(Stored data entries)
::::

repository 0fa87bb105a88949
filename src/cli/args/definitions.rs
use std::path::PathBuf;

use clap::builder::BoolishValueParser;
use clap::{ArgAction, ColorChoice, Parser};

use super::options::{ExportArg, OutputFormat};
use super::styles::{cli_styles, long_version};

/// Command-line arguments accepted by the `datagrid` binary.
#[derive(Parser, Debug)]
#[command(
	name = "datagrid",
	version,
	long_version = long_version(),
	about = "Search, sort, page and export JSON records in the terminal",
	color = ColorChoice::Auto,
	styles = cli_styles()
)]
pub(crate) struct CliArgs {
	#[arg(
		value_name = "FILE",
		help = "JSON file holding an array of records, or `-` for stdin (default: stdin)"
	)]
	pub(crate) input: Option<PathBuf>,
	#[arg(
		short,
		long = "config",
		value_name = "FILE",
		env = "DATAGRID_CONFIG",
		action = ArgAction::Append,
		help = "Additional configuration file to merge (default: none)"
	)]
	pub(crate) config: Vec<PathBuf>,
	#[arg(
		short = 'n',
		long = "no-config",
		help = "Skip loading default configuration files (default: disabled)"
	)]
	pub(crate) no_config: bool,
	#[arg(
		short = 't',
		long,
		value_name = "TITLE",
		help = "Set the grid title, also used to name exports (default: Data Grid)"
	)]
	pub(crate) title: Option<String>,
	#[arg(
		long,
		value_name = "TEXT",
		help = "Set the description shown under the title (default: none)"
	)]
	pub(crate) description: Option<String>,
	#[arg(
		short = 'q',
		long,
		value_name = "QUERY",
		help = "Provide an initial filter (default: empty)"
	)]
	pub(crate) query: Option<String>,
	#[arg(
		short = 's',
		long,
		value_name = "COLUMN[:asc|desc]",
		help = "Sort by a column (default: source order)"
	)]
	pub(crate) sort: Option<String>,
	#[arg(
		long = "page-size",
		value_name = "NUM",
		help = "Rows per page (default: 10)"
	)]
	pub(crate) page_size: Option<usize>,
	#[arg(
		short = 'k',
		long,
		value_name = "FIELD",
		help = "Field that uniquely identifies a record (default: id)"
	)]
	pub(crate) key: Option<String>,
	#[arg(
		long = "search-fields",
		value_delimiter = ',',
		value_name = "FIELD",
		help = "Comma-separated fields matched by the filter (default: every column)"
	)]
	pub(crate) search_fields: Option<Vec<String>>,
	#[arg(
		long = "columns",
		value_delimiter = ',',
		value_name = "FIELD",
		help = "Comma-separated fields to show as columns (default: configured or inferred)"
	)]
	pub(crate) columns: Option<Vec<String>>,
	#[arg(
		long = "selectable",
		value_parser = BoolishValueParser::new(),
		help = "Allow selecting rows (default: enabled)"
	)]
	pub(crate) selectable: Option<bool>,
	#[arg(
		long,
		value_name = "THEME",
		help = "Select a theme by name for this run (default: stored preference)"
	)]
	pub(crate) theme: Option<String>,
	#[arg(
		short = 'e',
		long,
		value_enum,
		help = "Export the filtered rows instead of opening the grid (default: disabled)"
	)]
	pub(crate) export: Option<ExportArg>,
	#[arg(
		long = "output",
		value_name = "PATH",
		help = "File or directory receiving the export (default: current directory)"
	)]
	pub(crate) output: Option<PathBuf>,
	#[arg(
		short = 'o',
		long = "output-format",
		value_enum,
		default_value_t = OutputFormat::Plain,
		help = "Choose how to print the result"
	)]
	pub(crate) output_format: OutputFormat,
	#[arg(
		short = 'p',
		long = "print-config",
		help = "Print the resolved configuration before running (default: disabled)"
	)]
	pub(crate) print_config: bool,
	#[arg(
		short = 'l',
		long = "list-themes",
		help = "List supported themes and exit (default: disabled)"
	)]
	pub(crate) list_themes: bool,
	#[arg(
		long = "log-level",
		value_name = "LEVEL",
		help = "Diagnostic log level: off, error, warn, info, debug, trace (default: info)"
	)]
	pub(crate) log_level: Option<String>,
}
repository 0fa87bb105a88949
mod args;
mod output;

pub(crate) use args::{CliArgs, OutputFormat, parse_cli};
pub(crate) use output::{print_json, print_plain};
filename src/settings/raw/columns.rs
use datagrid::types::header_label;
use datagrid::{Column, FieldPath, ValueKind};
use serde::Deserialize;

use super::super::resolved::{ConfigError, SettingSource};
use super::super::util::non_blank;
use crate::cli::CliArgs;

/// One `[[columns]]` entry prior to validation.
#[derive(Debug, Clone, Default, PartialEq, Eq, Deserialize)]
#[serde(default)]
pub(super) struct ColumnSection {
	pub(super) key: String,
	pub(super) header: Option<String>,
	pub(super) sortable: bool,
	pub(super) kind: Option<String>,
	pub(super) width: Option<u16>,
}

impl ColumnSection {
	fn keyed(key: &str) -> Self {
		Self {
			key: key.to_string(),
			sortable: true,
			..Self::default()
		}
	}

	fn resolve(self) -> Result<Column, ConfigError> {
		let origin = SettingSource::ConfigKey("columns");
		let key = FieldPath::parse(&self.key).map_err(|err| {
			ConfigError::invalid("columns.key", self.key.clone(), origin.clone(), err.to_string())
		})?;

		let kind = match non_blank(self.kind) {
			Some(name) => ValueKind::parse(&name).ok_or_else(|| {
				ConfigError::invalid(
					"columns.kind",
					name.clone(),
					origin.clone(),
					"expected one of text, number, date, boolean, json",
				)
			})?,
			None => ValueKind::Text,
		};

		let header = non_blank(self.header).unwrap_or_else(|| header_label(key.leaf()));
		let mut column = Column::new(key, header).kind(kind);
		if self.sortable {
			column = column.sortable();
		}
		if let Some(width) = self.width {
			column = column.width(width);
		}
		Ok(column)
	}
}

/// `--columns` picks which fields to show, keeping matching configured entries.
pub(super) fn apply_cli_overrides(columns: &mut Vec<ColumnSection>, cli: &CliArgs) {
	let Some(keys) = &cli.columns else {
		return;
	};
	let selected = keys
		.iter()
		.map(|key| key.trim())
		.filter(|key| !key.is_empty())
		.map(|key| {
			columns
				.iter()
				.find(|column| column.key == key)
				.cloned()
				.unwrap_or_else(|| ColumnSection::keyed(key))
		})
		.collect();
	*columns = selected;
}

pub(super) fn resolve(columns: Vec<ColumnSection>) -> Result<Vec<Column>, ConfigError> {
	columns.into_iter().map(ColumnSection::resolve).collect()
}

#[cfg(test)]
mod tests {
	use clap::Parser;

	use super::*;

	#[test]
	fn headers_default_to_the_field_label() {
		let column = ColumnSection {
			key: "address.zip_code".into(),
			kind: Some("number".into()),
			sortable: true,
			..ColumnSection::default()
		}
		.resolve()
		.unwrap();
		assert_eq!(column.header, "Zip Code");
		assert_eq!(column.kind, ValueKind::Number);
		assert!(column.sortable);
	}

	#[test]
	fn unknown_kinds_are_rejected() {
		let err = ColumnSection {
			key: "name".into(),
			kind: Some("currency".into()),
			..ColumnSection::default()
		}
		.resolve()
		.unwrap_err();
		assert_eq!(err.key, "columns.kind");
		assert!(err.to_string().contains("configuration key `columns`"));
	}

	#[test]
	fn cli_columns_keep_configured_entries() {
		let mut columns = vec![ColumnSection {
			key: "email".into(),
			header: Some("E-mail".into()),
			..ColumnSection::default()
		}];
		let cli = CliArgs::parse_from(["datagrid", "--columns", "name,email"]);
		apply_cli_overrides(&mut columns, &cli);

		assert_eq!(columns.len(), 2);
		assert_eq!(columns[0], ColumnSection::keyed("name"));
		assert_eq!(columns[1].header.as_deref(), Some("E-mail"));
	}
}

::::

What is required => Reproduce the data exactly. All of it is needed.

Your solution =>
repository 0fa87bb105a88949
filename src/cli/args/definitions.rs
use std::path::PathBuf;

use clap::builder::BoolishValueParser;
use clap::{ArgAction, ColorChoice, Parser};

use super::options::{ExportArg, OutputFormat};
use super::styles::{cli_styles, long_version};

/// Command-line arguments accepted by the `datagrid` binary.
#[derive(Parser, Debug)]
#[command(
	name = "datagrid",
	version,
	long_version = long_version(),
	about = "Search, sort, page and export JSON records in the terminal",
	color = ColorChoice::Auto,
	styles = cli_styles()
)]
pub(crate) struct CliArgs {
	#[arg(
		value_name = "FILE",
		help = "JSON file holding an array of records, or `-` for stdin (default: stdin)"
	)]
	pub(crate) input: Option<PathBuf>,
	#[arg(
		short,
		long = "config",
		value_name = "FILE",
		env = "DATAGRID_CONFIG",
		action = ArgAction::Append,
		help = "Additional configuration file to merge (default: none)"
	)]
	pub(crate) config: Vec<PathBuf>,
	#[arg(
		short = 'n',
		long = "no-config",
		help = "Skip loading default configuration files (default: disabled)"
	)]
	pub(crate) no_config: bool,
	#[arg(
		short = 't',
		long,
		value_name = "TITLE",
		help = "Set the grid title, also used to name exports (default: Data Grid)"
	)]
	pub(crate) title: Option<String>,
	#[arg(
		long,
		value_name = "TEXT",
		help = "Set the description shown under the title (default: none)"
	)]
	pub(crate) description: Option<String>,
	#[arg(
		short = 'q',
		long,
		value_name = "QUERY",
		help = "Provide an initial filter (default: empty)"
	)]
	pub(crate) query: Option<String>,
	#[arg(
		short = 's',
		long,
		value_name = "COLUMN[:asc|desc]",
		help = "Sort by a column (default: source order)"
	)]
	pub(crate) sort: Option<String>,
	#[arg(
		long = "page-size",
		value_name = "NUM",
		help = "Rows per page (default: 10)"
	)]
	pub(crate) page_size: Option<usize>,
	#[arg(
		short = 'k',
		long,
		value_name = "FIELD",
		help = "Field that uniquely identifies a record (default: id)"
	)]
	pub(crate) key: Option<String>,
	#[arg(
		long = "search-fields",
		value_delimiter = ',',
		value_name = "FIELD",
		help = "Comma-separated fields matched by the filter (default: every column)"
	)]
	pub(crate) search_fields: Option<Vec<String>>,
	#[arg(
		long = "columns",
		value_delimiter = ',',
		value_name = "FIELD",
		help = "Comma-separated fields to show as columns (default: configured or inferred)"
	)]
	pub(crate) columns: Option<Vec<String>>,
	#[arg(
		long = "selectable",
		value_parser = BoolishValueParser::new(),
		help = "Allow selecting rows (default: enabled)"
	)]
	pub(crate) selectable: Option<bool>,
	#[arg(
		long,
		value_name = "THEME",
		help = "Select a theme by name for this run (default: stored preference)"
	)]
	pub(crate) theme: Option<String>,
	#[arg(
		short = 'e',
		long,
		value_enum,
		help = "Export the filtered rows instead of opening the grid (default: disabled)"
	)]
	pub(crate) export: Option<ExportArg>,
	#[arg(
		long = "output",
		value_name = "PATH",
		help = "File or directory receiving the export (default: current directory)"
	)]
	pub(crate) output: Option<PathBuf>,
	#[arg(
		short = 'o',
		long = "output-format",
		value_enum,
		default_value_t = OutputFormat::Plain,
		help = "Choose how to print the result"
	)]
	pub(crate) output_format: OutputFormat,
	#[arg(
		short = 'p',
		long = "print-config",
		help = "Print the resolved configuration before running (default: disabled)"
	)]
	pub(crate) print_config: bool,
	#[arg(
		short = 'l',
		long = "list-themes",
		help = "List supported themes and exit (default: disabled)"
	)]
	pub(crate) list_themes: bool,
	#[arg(
		long = "log-level",
		value_name = "LEVEL",
		help = "Diagnostic log level: off, error, warn, info, debug, trace (default: info)"
	)]
	pub(crate) log_level: Option<String>,
}
repository 0fa87bb105a88949
mod args;
mod output;

pub(crate) use args::{CliArgs, OutputFormat, parse_cli};
pub(crate) use output::{print_json, print_plain};
filename src/settings/raw/columns.rs
use datagrid::types::header_label;
use datagrid::{Column, FieldPath, ValueKind};
use serde::Deserialize;

use super::super::resolved::{ConfigError, SettingSource};
use super::super::util::non_blank;
use crate::cli::CliArgs;

/// One `[[columns]]` entry prior to validation.
#[derive(Debug, Clone, Default, PartialEq, Eq, Deserialize)]
#[serde(default)]
pub(super) struct ColumnSection {
	pub(super) key: String,
	pub(super) header: Option<String>,
	pub(super) sortable: bool,
	pub(super) kind: Option<String>,
	pub(super) width: Option<u16>,
}

impl ColumnSection {
	fn keyed(key: &str) -> Self {
		Self {
			key: key.to_string(),
			sortable: true,
			..Self::default()
		}
	}

	fn resolve(self) -> Result<Column, ConfigError> {
		let origin = SettingSource::ConfigKey("columns");
		let key = FieldPath::parse(&self.key).map_err(|err| {
			ConfigError::invalid("columns.key", self.key.clone(), origin.clone(), err.to_string())
		})?;

		let kind = match non_blank(self.kind) {
			Some(name) => ValueKind::parse(&name).ok_or_else(|| {
				ConfigError::invalid(
					"columns.kind",
					name.clone(),
					origin.clone(),
					"expected one of text, number, date, boolean, json",
				)
			})?,
			None => ValueKind::Text,
		};

		let header = non_blank(self.header).unwrap_or_else(|| header_label(key.leaf()));
		let mut column = Column::new(key, header).kind(kind);
		if self.sortable {
			column = column.sortable();
		}
		if let Some(width) = self.width {
			column = column.width(width);
		}
		Ok(column)
	}
}

/// `--columns` picks which fields to show, keeping matching configured entries.
pub(super) fn apply_cli_overrides(columns: &mut Vec<ColumnSection>, cli: &CliArgs) {
	let Some(keys) = &cli.columns else {
		return;
	};
	let selected = keys
		.iter()
		.map(|key| key.trim())
		.filter(|key| !key.is_empty())
		.map(|key| {
			columns
				.iter()
				.find(|column| column.key == key)
				.cloned()
				.unwrap_or_else(|| ColumnSection::keyed(key))
		})
		.collect();
	*columns = selected;
}

pub(super) fn resolve(columns: Vec<ColumnSection>) -> Result<Vec<Column>, ConfigError> {
	columns.into_iter().map(ColumnSection::resolve).collect()
}

#[cfg(test)]
mod tests {
	use clap::Parser;

	use super::*;

	#[test]
	fn headers_default_to_the_field_label() {
		let column = ColumnSection {
			key: "address.zip_code".into(),
			kind: Some("number".into()),
			sortable: true,
			..ColumnSection::default()
		}
		.resolve()
		.unwrap();
		assert_eq!(column.header, "Zip Code");
		assert_eq!(column.kind, ValueKind::Number);
		assert!(column.sortable);
	}

	#[test]
	fn unknown_kinds_are_rejected() {
		let err = ColumnSection {
			key: "name".into(),
			kind: Some("currency".into()),
			..ColumnSection::default()
		}
		.resolve()
		.unwrap_err();
		assert_eq!(err.key, "columns.kind");
		assert!(err.to_string().contains("configuration key `columns`"));
	}

	#[test]
	fn cli_columns_keep_configured_entries() {
		let mut columns = vec![ColumnSection {
			key: "email".into(),
			header: Some("E-mail".into()),
			..ColumnSection::default()
		}];
		let cli = CliArgs::parse_from(["datagrid", "--columns", "name,email"]);
		apply_cli_overrides(&mut columns, &cli);

		assert_eq!(columns.len(), 2);
		assert_eq!(columns[0], ColumnSection::keyed("name"));
		assert_eq!(columns[1].header.as_deref(), Some("E-mail"));
	}
}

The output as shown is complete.